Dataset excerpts

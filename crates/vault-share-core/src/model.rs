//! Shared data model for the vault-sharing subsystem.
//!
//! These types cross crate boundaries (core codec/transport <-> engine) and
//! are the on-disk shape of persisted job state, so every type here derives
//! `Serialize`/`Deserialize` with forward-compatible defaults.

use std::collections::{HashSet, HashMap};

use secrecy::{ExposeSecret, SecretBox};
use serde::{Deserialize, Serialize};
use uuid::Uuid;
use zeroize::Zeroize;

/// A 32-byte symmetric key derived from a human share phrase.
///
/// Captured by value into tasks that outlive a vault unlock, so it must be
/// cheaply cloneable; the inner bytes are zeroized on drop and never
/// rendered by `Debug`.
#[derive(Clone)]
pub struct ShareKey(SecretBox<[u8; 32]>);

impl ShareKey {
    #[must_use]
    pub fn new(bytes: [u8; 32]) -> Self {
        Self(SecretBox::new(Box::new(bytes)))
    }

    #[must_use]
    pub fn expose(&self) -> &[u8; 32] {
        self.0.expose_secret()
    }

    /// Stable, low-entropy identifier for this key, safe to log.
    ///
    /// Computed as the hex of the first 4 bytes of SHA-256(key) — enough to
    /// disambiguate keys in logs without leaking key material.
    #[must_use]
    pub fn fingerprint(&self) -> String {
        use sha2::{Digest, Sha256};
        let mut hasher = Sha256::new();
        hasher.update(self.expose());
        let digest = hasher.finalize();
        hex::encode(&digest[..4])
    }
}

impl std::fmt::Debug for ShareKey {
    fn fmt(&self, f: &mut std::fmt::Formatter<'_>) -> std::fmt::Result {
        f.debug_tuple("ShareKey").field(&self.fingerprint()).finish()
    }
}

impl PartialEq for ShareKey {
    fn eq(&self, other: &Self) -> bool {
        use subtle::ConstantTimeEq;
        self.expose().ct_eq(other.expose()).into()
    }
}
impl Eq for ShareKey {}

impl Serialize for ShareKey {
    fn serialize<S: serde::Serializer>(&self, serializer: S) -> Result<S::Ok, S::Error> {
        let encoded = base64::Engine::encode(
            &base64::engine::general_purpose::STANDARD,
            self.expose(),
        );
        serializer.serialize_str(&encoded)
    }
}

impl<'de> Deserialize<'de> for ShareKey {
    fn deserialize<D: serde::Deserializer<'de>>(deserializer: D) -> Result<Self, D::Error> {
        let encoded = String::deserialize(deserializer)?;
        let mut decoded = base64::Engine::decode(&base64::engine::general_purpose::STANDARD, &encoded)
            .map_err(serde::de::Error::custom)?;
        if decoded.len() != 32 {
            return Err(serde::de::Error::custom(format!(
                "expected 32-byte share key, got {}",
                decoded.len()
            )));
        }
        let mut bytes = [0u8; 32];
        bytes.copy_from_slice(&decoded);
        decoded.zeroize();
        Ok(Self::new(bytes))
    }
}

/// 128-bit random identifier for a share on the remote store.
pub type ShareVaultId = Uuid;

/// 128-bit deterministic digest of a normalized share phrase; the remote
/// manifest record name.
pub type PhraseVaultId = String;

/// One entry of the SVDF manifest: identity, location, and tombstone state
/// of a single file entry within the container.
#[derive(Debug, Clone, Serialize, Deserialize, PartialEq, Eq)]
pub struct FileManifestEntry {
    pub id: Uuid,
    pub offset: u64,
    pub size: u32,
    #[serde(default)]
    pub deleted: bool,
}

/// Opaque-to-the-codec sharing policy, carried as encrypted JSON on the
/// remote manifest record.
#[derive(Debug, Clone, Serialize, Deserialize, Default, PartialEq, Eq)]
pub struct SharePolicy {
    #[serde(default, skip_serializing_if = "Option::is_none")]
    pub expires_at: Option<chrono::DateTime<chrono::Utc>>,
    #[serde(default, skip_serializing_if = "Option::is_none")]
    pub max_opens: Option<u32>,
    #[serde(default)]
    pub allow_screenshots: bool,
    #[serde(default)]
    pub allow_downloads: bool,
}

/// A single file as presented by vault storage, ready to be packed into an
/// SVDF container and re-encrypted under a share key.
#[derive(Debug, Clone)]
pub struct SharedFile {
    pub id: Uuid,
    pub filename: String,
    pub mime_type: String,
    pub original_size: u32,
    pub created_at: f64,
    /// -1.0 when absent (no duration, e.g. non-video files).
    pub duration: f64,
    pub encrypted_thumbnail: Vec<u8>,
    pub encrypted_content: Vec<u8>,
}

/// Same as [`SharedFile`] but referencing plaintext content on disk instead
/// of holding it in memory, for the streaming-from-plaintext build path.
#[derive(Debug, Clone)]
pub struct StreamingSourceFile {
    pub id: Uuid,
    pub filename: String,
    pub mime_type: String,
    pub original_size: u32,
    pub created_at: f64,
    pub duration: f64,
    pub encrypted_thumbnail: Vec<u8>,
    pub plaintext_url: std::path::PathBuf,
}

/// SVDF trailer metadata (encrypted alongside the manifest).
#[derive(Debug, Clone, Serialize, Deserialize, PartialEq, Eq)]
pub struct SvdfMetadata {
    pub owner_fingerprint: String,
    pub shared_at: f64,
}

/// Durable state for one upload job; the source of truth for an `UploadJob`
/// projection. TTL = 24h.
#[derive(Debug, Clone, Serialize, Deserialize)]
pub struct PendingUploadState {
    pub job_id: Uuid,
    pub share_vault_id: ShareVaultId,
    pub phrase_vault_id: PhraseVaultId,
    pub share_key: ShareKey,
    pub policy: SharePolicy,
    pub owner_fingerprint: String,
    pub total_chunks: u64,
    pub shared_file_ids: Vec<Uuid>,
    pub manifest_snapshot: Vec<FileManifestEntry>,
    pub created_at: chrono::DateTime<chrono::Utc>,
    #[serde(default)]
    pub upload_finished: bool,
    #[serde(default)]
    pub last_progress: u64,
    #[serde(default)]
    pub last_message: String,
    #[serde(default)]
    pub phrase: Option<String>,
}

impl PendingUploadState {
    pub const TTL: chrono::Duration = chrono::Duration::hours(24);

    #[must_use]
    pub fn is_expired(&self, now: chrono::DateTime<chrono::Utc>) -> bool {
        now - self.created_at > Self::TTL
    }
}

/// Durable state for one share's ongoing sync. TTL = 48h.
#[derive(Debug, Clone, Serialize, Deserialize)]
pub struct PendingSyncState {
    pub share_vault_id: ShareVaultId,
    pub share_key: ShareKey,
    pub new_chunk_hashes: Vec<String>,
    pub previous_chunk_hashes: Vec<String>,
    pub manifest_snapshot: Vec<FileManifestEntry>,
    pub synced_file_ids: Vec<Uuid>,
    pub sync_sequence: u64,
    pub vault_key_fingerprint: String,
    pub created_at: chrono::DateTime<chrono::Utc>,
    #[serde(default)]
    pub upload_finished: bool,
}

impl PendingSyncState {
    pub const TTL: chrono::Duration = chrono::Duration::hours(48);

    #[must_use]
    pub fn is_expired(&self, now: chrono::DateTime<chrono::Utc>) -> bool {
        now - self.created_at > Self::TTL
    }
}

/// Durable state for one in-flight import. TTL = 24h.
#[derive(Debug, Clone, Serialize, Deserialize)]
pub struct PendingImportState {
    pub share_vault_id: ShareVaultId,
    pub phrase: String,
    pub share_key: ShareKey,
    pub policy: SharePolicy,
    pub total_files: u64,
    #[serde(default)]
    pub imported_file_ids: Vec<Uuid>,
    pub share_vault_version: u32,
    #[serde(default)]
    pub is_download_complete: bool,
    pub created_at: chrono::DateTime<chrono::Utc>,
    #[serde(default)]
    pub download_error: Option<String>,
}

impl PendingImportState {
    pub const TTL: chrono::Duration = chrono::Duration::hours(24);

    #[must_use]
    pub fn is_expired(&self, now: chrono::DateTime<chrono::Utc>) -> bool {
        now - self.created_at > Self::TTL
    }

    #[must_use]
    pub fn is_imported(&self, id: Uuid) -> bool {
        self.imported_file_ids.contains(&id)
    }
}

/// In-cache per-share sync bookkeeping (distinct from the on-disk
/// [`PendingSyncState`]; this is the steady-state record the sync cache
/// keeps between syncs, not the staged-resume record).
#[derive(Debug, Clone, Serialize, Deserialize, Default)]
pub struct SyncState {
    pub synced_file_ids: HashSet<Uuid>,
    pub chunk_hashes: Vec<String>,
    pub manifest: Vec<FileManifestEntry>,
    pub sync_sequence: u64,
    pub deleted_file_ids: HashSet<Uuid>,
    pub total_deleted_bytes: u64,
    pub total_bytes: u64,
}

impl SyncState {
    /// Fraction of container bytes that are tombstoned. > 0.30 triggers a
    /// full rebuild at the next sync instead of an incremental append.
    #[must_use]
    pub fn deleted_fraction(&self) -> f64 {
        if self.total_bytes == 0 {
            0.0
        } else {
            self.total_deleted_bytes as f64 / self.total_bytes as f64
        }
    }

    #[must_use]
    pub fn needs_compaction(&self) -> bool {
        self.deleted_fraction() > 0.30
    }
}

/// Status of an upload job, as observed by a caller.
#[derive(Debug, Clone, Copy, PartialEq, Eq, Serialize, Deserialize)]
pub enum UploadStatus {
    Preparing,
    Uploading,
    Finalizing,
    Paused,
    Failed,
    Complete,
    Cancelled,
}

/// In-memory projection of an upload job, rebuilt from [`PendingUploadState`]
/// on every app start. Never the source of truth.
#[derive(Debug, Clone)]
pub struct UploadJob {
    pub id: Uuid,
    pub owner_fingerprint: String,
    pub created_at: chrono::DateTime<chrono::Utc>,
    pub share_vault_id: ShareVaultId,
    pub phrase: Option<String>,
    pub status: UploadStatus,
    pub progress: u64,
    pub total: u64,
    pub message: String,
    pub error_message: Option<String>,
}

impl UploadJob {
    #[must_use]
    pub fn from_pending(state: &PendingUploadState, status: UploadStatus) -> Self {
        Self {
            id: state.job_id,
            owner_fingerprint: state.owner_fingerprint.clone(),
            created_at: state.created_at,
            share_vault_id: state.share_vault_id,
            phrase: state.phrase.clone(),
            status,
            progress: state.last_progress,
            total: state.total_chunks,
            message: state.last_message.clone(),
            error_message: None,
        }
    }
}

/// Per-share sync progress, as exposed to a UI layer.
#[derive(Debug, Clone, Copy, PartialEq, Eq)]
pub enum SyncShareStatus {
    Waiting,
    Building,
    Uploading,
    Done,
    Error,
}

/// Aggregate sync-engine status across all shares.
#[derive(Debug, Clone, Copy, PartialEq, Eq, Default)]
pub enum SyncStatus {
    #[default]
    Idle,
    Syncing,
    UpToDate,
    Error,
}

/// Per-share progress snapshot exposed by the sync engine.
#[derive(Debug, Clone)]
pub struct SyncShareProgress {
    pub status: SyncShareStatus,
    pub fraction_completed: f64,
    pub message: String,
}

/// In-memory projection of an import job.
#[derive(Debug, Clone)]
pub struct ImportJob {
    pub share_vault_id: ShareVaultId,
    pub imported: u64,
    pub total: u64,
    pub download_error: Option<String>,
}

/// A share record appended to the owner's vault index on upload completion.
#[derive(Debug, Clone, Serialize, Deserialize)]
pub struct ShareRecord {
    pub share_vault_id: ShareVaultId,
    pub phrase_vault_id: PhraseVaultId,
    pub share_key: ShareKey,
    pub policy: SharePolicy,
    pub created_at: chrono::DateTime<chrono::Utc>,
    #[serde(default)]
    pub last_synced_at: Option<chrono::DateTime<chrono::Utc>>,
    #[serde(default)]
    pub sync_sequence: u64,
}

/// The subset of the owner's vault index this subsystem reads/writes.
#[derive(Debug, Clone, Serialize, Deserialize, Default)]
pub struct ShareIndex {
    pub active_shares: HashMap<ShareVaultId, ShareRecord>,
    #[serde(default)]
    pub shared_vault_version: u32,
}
---
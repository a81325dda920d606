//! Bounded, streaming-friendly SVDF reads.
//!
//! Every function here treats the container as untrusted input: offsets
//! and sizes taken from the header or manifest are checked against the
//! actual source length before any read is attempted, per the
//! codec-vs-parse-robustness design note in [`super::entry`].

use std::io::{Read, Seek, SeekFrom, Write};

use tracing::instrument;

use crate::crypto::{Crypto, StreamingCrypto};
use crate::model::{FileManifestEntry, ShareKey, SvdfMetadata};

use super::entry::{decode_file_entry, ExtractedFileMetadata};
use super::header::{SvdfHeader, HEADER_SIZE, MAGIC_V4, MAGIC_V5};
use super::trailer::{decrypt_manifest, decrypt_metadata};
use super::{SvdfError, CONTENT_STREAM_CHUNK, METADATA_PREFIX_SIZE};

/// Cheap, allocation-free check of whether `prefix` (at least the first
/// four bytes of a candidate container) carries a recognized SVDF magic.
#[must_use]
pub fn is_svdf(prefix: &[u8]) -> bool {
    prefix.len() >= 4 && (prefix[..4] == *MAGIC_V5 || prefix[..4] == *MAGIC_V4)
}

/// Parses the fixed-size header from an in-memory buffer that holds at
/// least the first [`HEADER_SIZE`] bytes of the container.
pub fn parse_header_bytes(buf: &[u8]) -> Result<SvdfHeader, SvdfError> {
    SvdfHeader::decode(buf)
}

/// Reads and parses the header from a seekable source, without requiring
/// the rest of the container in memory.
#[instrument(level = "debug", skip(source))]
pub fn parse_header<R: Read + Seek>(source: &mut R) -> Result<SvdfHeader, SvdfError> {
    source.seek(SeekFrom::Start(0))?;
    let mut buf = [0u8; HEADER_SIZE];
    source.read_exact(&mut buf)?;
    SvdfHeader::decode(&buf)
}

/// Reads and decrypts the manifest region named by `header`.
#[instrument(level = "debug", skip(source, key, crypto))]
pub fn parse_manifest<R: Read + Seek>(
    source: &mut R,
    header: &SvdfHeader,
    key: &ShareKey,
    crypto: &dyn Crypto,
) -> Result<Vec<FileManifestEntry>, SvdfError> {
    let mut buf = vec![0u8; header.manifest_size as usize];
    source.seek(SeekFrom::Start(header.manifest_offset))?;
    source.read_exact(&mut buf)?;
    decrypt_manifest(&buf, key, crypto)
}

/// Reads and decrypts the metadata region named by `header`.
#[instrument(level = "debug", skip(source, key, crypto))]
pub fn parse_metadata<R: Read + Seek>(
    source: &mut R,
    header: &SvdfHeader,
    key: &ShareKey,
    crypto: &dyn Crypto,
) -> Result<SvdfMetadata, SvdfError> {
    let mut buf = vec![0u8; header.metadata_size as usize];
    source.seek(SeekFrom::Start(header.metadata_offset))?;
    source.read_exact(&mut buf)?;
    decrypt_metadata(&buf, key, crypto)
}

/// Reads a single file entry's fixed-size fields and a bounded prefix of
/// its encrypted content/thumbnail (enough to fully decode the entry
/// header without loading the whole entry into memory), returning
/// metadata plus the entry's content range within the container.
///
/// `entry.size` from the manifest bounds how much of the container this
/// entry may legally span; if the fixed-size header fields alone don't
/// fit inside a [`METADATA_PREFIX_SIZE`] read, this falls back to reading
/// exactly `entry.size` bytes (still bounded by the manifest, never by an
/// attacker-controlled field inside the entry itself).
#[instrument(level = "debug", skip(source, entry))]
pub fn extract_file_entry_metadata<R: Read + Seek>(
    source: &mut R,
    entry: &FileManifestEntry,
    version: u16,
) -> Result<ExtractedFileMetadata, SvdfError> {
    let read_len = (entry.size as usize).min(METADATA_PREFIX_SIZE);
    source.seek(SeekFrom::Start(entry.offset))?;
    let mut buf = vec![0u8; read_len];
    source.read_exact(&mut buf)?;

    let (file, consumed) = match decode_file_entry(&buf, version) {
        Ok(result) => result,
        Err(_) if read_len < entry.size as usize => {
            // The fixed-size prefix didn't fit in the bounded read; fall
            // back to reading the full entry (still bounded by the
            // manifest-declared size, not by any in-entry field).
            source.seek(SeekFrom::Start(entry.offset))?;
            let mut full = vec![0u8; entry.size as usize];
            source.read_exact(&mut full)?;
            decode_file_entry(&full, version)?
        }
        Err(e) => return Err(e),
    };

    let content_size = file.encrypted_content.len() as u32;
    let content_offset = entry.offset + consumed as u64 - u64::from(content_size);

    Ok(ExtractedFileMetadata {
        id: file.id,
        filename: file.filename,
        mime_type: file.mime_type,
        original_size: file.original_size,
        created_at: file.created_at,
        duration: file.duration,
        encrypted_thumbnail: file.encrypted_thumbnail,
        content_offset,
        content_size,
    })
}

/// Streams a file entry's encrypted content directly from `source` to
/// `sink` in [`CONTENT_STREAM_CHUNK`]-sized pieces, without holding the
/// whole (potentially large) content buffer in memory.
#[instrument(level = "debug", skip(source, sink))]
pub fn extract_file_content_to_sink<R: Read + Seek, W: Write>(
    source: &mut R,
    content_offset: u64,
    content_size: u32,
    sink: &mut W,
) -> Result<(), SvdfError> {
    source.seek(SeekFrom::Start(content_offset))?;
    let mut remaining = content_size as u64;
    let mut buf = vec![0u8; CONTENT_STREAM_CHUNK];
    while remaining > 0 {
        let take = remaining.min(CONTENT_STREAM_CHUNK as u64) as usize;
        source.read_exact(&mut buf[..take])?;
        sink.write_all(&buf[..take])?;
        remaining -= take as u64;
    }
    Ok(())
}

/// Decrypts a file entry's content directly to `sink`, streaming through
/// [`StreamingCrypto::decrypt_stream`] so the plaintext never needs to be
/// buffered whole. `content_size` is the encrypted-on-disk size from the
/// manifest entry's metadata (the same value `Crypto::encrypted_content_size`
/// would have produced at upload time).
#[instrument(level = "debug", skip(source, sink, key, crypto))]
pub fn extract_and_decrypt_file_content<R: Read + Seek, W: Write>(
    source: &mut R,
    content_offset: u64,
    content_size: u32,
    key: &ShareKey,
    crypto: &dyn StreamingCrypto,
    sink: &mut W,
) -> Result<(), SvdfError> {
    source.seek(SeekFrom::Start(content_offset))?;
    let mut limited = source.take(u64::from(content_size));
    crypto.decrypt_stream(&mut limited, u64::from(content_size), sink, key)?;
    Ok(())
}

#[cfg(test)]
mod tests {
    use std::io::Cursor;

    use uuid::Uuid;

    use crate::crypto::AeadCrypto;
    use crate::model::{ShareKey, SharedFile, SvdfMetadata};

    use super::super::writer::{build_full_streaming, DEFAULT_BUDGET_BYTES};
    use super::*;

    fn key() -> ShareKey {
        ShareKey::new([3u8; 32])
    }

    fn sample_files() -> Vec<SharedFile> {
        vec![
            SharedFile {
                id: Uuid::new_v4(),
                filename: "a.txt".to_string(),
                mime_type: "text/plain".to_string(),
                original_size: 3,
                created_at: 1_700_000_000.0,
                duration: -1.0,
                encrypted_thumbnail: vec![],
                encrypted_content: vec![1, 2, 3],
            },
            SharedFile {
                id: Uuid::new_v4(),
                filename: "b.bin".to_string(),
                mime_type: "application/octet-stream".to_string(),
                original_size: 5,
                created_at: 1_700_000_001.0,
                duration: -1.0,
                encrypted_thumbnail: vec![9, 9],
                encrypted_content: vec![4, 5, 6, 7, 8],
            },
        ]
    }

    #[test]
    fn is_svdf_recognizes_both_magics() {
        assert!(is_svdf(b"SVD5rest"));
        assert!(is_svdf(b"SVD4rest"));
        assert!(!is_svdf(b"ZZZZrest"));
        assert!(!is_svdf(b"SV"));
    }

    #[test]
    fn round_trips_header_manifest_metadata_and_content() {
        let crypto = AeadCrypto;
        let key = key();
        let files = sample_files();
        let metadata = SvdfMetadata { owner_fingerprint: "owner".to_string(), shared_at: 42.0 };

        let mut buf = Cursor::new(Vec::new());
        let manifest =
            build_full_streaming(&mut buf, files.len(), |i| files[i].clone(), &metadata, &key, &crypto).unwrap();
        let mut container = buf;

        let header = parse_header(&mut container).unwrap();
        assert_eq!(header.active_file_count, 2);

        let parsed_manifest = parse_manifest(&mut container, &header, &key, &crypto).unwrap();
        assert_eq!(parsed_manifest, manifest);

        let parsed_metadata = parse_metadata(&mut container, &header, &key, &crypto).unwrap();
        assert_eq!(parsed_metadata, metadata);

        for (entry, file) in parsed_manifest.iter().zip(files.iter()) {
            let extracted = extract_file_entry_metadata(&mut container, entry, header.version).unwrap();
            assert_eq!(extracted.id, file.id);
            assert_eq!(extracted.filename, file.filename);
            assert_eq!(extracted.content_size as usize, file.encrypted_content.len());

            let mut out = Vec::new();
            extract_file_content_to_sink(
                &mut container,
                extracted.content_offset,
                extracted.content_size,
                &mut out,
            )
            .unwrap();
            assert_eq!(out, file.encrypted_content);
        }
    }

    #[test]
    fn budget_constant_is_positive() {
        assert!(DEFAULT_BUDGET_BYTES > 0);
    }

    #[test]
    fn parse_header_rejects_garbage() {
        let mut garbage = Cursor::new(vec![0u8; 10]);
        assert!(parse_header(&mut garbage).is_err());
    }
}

**Work instruction:**
Whichever lines of the data include the word "STANDARD", pull them out.

**Result for this task:**
            &base64::engine::general_purpose::STANDARD,
        let mut decoded = base64::Engine::decode(&base64::engine::general_purpose::STANDARD, &encoded)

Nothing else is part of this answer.